Bauhaus Furniture Collection 2009



Stools Collection





If you are visiting our website we know that you are as passionate about design and quality as we are.

Design Icons is dedicated to providing its customers with an ever changing, comprehensive source of the best products, designs and concepts in Contemporary and Luxury Furniture.

In a world where more and more furniture is produced in China and the Far East our customers can be assured that all of our products are manufactured in Italy where only the finest quality materials and processes are used to create covetable furniture for both personal and contract use.

Our mission is to make the process of ordering furniture as convenient as possible. We have structured our service to ensure that your purchase is fully informed, convenient, and supported by a delivery promise that you can rely upon.

Authenticity & Quality

Some of our customers are confused by the classic furniture market and are overwhelmed by low to middle priced offerings of reproductions versus highly priced products from recognised brands or manufacturers.Sometimes we get asked if our furniture pieces are copies or originals.

We do not sell any 'originals' and simply call our modern classic pieces what they actually are - 'reproductions' of furniture designs made in the last century. A few authentic, old originals are found in museums, or for sale at auction or in antique shops.Often these original pieces are in very bad condition as a result of years of wear and tear.Instead Design Icons offers the highest quality reproductions.All our modern classic and Bauhaus furniture is painstakingly made in Italy and we go to extraordinary lengths to ensure that we adhere to the exact original designs wherever possible.
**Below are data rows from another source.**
//! Protocol state - the simulated host of every component.
//!
//! `ProtocolState` owns the share ledgers, the orchestrator, the current
//! auction, the native ledger, the clock and the event log. Every public
//! mutating entry point runs as a transaction: it operates on a staged copy
//! that replaces the live state only when the whole call succeeds.

use serde::{Deserialize, Serialize};
use std::path::Path;
use tracing::{info, warn};

use crate::core::amount::{NativeAmount, ShareAmount, TokenAmount};
use crate::core::config::{ProtocolConfig, ProtocolParams};
use crate::core::ledger::SharePair;
use crate::core::share::ShareClass;
use crate::error::{Error, Result};
use crate::protocol::auction::{invariant_issuance, Auction};
use crate::protocol::events::{AuctionCreatedEvent, EventLog, ProtocolEvent};
use crate::protocol::native::NativeLedger;
use crate::protocol::orchestrator::Orchestrator;
use crate::utils::address::{system, Address, Hash};
use crate::utils::constants::ONE;

// ═══════════════════════════════════════════════════════════════════════════════
// PROTOCOL STATE
// ═══════════════════════════════════════════════════════════════════════════════

/// Complete protocol state
#[derive(Debug, Clone, Serialize, Deserialize)]
pub struct ProtocolState {
    pub(crate) params: ProtocolParams,
    pub(crate) now: u64,
    pub(crate) shares: SharePair,
    pub(crate) orchestrator: Orchestrator,
    pub(crate) auction: Auction,
    pub(crate) native: NativeLedger,
    pub(crate) events: EventLog,
}

impl ProtocolState {
    /// Deploy the protocol: mint the genesis shares and open auction 1
    pub fn genesis(config: &ProtocolConfig) -> Result<Self> {
        config.validate()?;
        let params = config.params.clone();
        let genesis = &config.genesis;

        let (mut shares, m_capability, b_capability) = SharePair::new(system::orchestrator());
        shares
            .ledger_mut(ShareClass::M)
            .mint(&m_capability, genesis.holder, ShareAmount::new(genesis.m_supply))?;
        shares
            .ledger_mut(ShareClass::B)
            .mint(&b_capability, genesis.holder, ShareAmount::new(genesis.b_supply))?;

        let orchestrator = Orchestrator::new(m_capability, b_capability, genesis.time);
        let first = Auction::open(
            1,
            genesis.time,
            params.auction_duration,
            invariant_issuance(&params, 1),
        );

        let mut state = Self {
            params,
            now: genesis.time,
            shares,
            orchestrator,
            auction: first,
            native: NativeLedger::new(),
            events: EventLog::new(),
        };
        state.emit_share_transfer(
            ShareClass::M,
            Address::ZERO,
            genesis.holder,
            ShareAmount::new(genesis.m_supply),
        );
        state.emit_share_transfer(
            ShareClass::B,
            Address::ZERO,
            genesis.holder,
            ShareAmount::new(genesis.b_supply),
        );
        state.emit_auction_created();

        info!(
            holder = %genesis.holder,
            m_supply = %ShareAmount::new(genesis.m_supply),
            b_supply = %ShareAmount::new(genesis.b_supply),
            time = genesis.time,
            "protocol deployed"
        );
        Ok(state)
    }

    // ═══════════════════════════════════════════════════════════════════════════
    // CLOCK
    // ═══════════════════════════════════════════════════════════════════════════

    /// Current time
    pub fn now(&self) -> u64 {
        self.now
    }

    /// Move the clock to `time`; it never runs backwards
    pub fn set_time(&mut self, time: u64) -> Result<()> {
        if time < self.now {
            return Err(Error::TimeTravel {
                now: self.now,
                requested: time,
            });
        }
        self.now = time;
        Ok(())
    }

    /// Move the clock forward by `seconds`, returning the new time
    pub fn advance_time(&mut self, seconds: u64) -> Result<u64> {
        let time = self.now.checked_add(seconds).ok_or(Error::Overflow {
            operation: "advance clock".into(),
        })?;
        self.now = time;
        Ok(time)
    }

    // ═══════════════════════════════════════════════════════════════════════════
    // QUERIES
    // ═══════════════════════════════════════════════════════════════════════════

    /// Economic parameters
    pub fn params(&self) -> &ProtocolParams {
        &self.params
    }

    /// Both share ledgers
    pub fn shares(&self) -> &SharePair {
        &self.shares
    }

    /// Share balance of an account
    pub fn share_balance(&self, class: ShareClass, owner: &Address) -> ShareAmount {
        self.shares.ledger(class).balance_of(owner)
    }

    /// Orchestrator state
    pub fn orchestrator(&self) -> &Orchestrator {
        &self.orchestrator
    }

    /// Native currency ledger
    pub fn native(&self) -> &NativeLedger {
        &self.native
    }

    /// Native balance of an account
    pub fn native_balance(&self, owner: &Address) -> NativeAmount {
        self.native.balance_of(owner)
    }

    /// Committed events
    pub fn events(&self) -> &EventLog {
        &self.events
    }

    // ═══════════════════════════════════════════════════════════════════════════
    // NATIVE CURRENCY
    // ═══════════════════════════════════════════════════════════════════════════

    /// Credit native currency to an account (simulator faucet)
    pub fn fund(&mut self, to: Address, amount: NativeAmount) -> Result<()> {
        self.transact("fund", |state| state.native.fund(to, amount))
    }

    /// Move native currency between accounts
    pub fn transfer_native(
        &mut self,
        from: Address,
        to: Address,
        amount: NativeAmount,
    ) -> Result<()> {
        self.transact("transfer_native", |state| state.native.transfer(from, to, amount))
    }

    /// Make an account refuse (or accept again) incoming native payments
    pub fn set_rejects_payments(&mut self, account: Address, rejects: bool) {
        self.native.set_rejects_payments(account, rejects);
    }

    // ═══════════════════════════════════════════════════════════════════════════
    // TRANSACTIONS
    // ═══════════════════════════════════════════════════════════════════════════

    /// Run `op` against a staged copy and commit it only on success.
    ///
    /// Events emitted by the staged copy are appended to the live log on commit
    /// and dropped on failure.
    pub(crate) fn transact<T, F>(&mut self, operation: &'static str, op: F) -> Result<T>
    where
        F: FnOnce(&mut Self) -> Result<T>,
    {
        let log = std::mem::take(&mut self.events);
        let mut staged = self.clone();
        self.events = log;

        match op(&mut staged) {
            Ok(value) => {
                let emitted = std::mem::take(&mut staged.events);
                staged.events = std::mem::take(&mut self.events);
                staged.events.merge(emitted);
                *self = staged;
                Ok(value)
            }
            Err(e) => {
                warn!(operation, error = %e, code = e.code(), "transaction reverted");
                Err(e)
            }
        }
    }

    pub(crate) fn emit(&mut self, event: ProtocolEvent) {
        self.events.push(event);
    }

    pub(crate) fn emit_auction_created(&mut self) {
        let auction = &self.auction;
        let event = ProtocolEvent::AuctionCreated(AuctionCreatedEvent {
            number: auction.number(),
            invariant_amount: auction.invariant_amount(),
            start_time: auction.start_time(),
            end_time: auction.end_time(),
            timestamp: self.now,
        });
        self.emit(event);
    }

    // ═══════════════════════════════════════════════════════════════════════════
    // INTEGRITY
    // ═══════════════════════════════════════════════════════════════════════════

    /// Check the structural invariants of the whole state
    pub fn verify_invariants(&self) -> Result<()> {
        if !self.shares.verify_supply_invariants() {
            return Err(Error::InvariantViolation(
                "share balances do not sum to total supply".into(),
            ));
        }
        if self.orchestrator.scale_factor() < ONE {
            return Err(Error::InvariantViolation("scale factor below 1.0".into()));
        }
        if self.orchestrator.time_of_last_update() > self.now {
            return Err(Error::InvariantViolation(
                "scale factor updated in the future".into(),
            ));
        }
        Ok(())
    }

    /// SHA-256 over the bincode encoding of the state, excluding the event log
    pub fn state_hash(&self) -> Result<Hash> {
        let essential = (
            &self.params,
            self.now,
            &self.shares,
            &self.orchestrator,
            &self.auction,
            &self.native,
        );
        let bytes =
            bincode::serialize(&essential).map_err(|e| Error::Serialization(e.to_string()))?;
        Ok(Hash::sha256(&bytes))
    }

    // ═══════════════════════════════════════════════════════════════════════════
    // PERSISTENCE
    // ═══════════════════════════════════════════════════════════════════════════

    /// Serialize to pretty JSON
    pub fn to_json(&self) -> Result<String> {
        serde_json::to_string_pretty(self).map_err(|e| Error::Serialization(e.to_string()))
    }

    /// Deserialize from JSON and check integrity
    pub fn from_json(json: &str) -> Result<Self> {
        let state: Self =
            serde_json::from_str(json).map_err(|e| Error::Deserialization(e.to_string()))?;
        state.verify_invariants()?;
        Ok(state)
    }

    /// Write a snapshot to disk
    pub fn save(&self, path: &Path) -> Result<()> {
        let json = self.to_json()?;
        if let Some(parent) = path.parent() {
            std::fs::create_dir_all(parent).map_err(|e| Error::Storage(e.to_string()))?;
        }
        std::fs::write(path, json).map_err(|e| Error::Storage(e.to_string()))
    }

    /// Read a snapshot from disk
    pub fn load(path: &Path) -> Result<Self> {
        let json = std::fs::read_to_string(path).map_err(|e| Error::Storage(e.to_string()))?;
        Self::from_json(&json)
    }

    // ═══════════════════════════════════════════════════════════════════════════
    // STATUS
    // ═══════════════════════════════════════════════════════════════════════════

    /// Read-only overview of the protocol at the current time
    pub fn status(&self) -> Result<ProtocolStatus> {
        let scale_factor = self.projected_scale_factor()?;
        Ok(ProtocolStatus {
            now: self.now,
            scale_factor,
            interest_rate: self.interest_rate()?,
            m_share_supply: self.shares.supply(ShareClass::M),
            b_share_supply: self.shares.supply(ShareClass::B),
            m_token_supply: self.token(ShareClass::M).total_supply()?,
            b_token_supply: self.token(ShareClass::B).total_supply()?,
            invariant: self.shares.invariant()?,
            auction: self.auction.clone(),
            auction_open: self.auction.is_open(self.now),
            events_recorded: self.events.total(),
            state_hash: self.state_hash()?,
        })
    }
}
Of course, there are differences in the quality of the reproductions on the market. Today classic furniture is produced by many different manufacturers, some with great care and attention to details, others with less care. Many lower cost editions will compromise quality by using vinyl, pig leather, or low cost Chinese inferior hides.

Design Icons reproductions of modern classic furniture designs by Le Corbusier, Mies van der Rohe, Charles and Ray Eames, Eileen Gray, Marcel Breuer and others are made to the same design detailing and standards as the originals or in some cases even better as new technology allows.Careful attention has been given to maintaining the same look, feel and style of the Bauhaus era that define modernism.

Despite the designers' intention to create furniture which can easily be produced mechanically, the creation of modern classics requires considerable skilled hand labour and a wide variety of different production steps.Design Icons works with factories in Italy that have vast experience in producing quality furniture pieces.We employ only perfect manufacturing methods to ensure that pieces ring true to the originals and stand the test of time (all our modern classics items come with a five year limited manufacturers warranty)

Bauhaus Furniture

Bauhaus is a common name for the Staatliches Bauhaus, an art and architecture school in Germany founded in 1919 after the end of the First World War. Bauhaus became famous world wide for the style of architecture and design that was developed and taught there from 1919 to 1933. Bauhaus buildings have smooth façades, flat roofs and cubic forms and shapes. Colours are usually black, white, beige or grey. Floor spaces are open and furniture is functional.

Bauhaus Furniture Today

One of the most important contributions the Bauhaus has made to our modern world is in the area of furniture design. Reproduction Bauhaus furniture is still widely available and remains as popular as ever, an indication perhaps that the designs that came from the Bauhaus era were truly ahead of their time in terms of design and form. It is true that in most cases the pieces produced today are even better than those produced at the time due to advances in technology.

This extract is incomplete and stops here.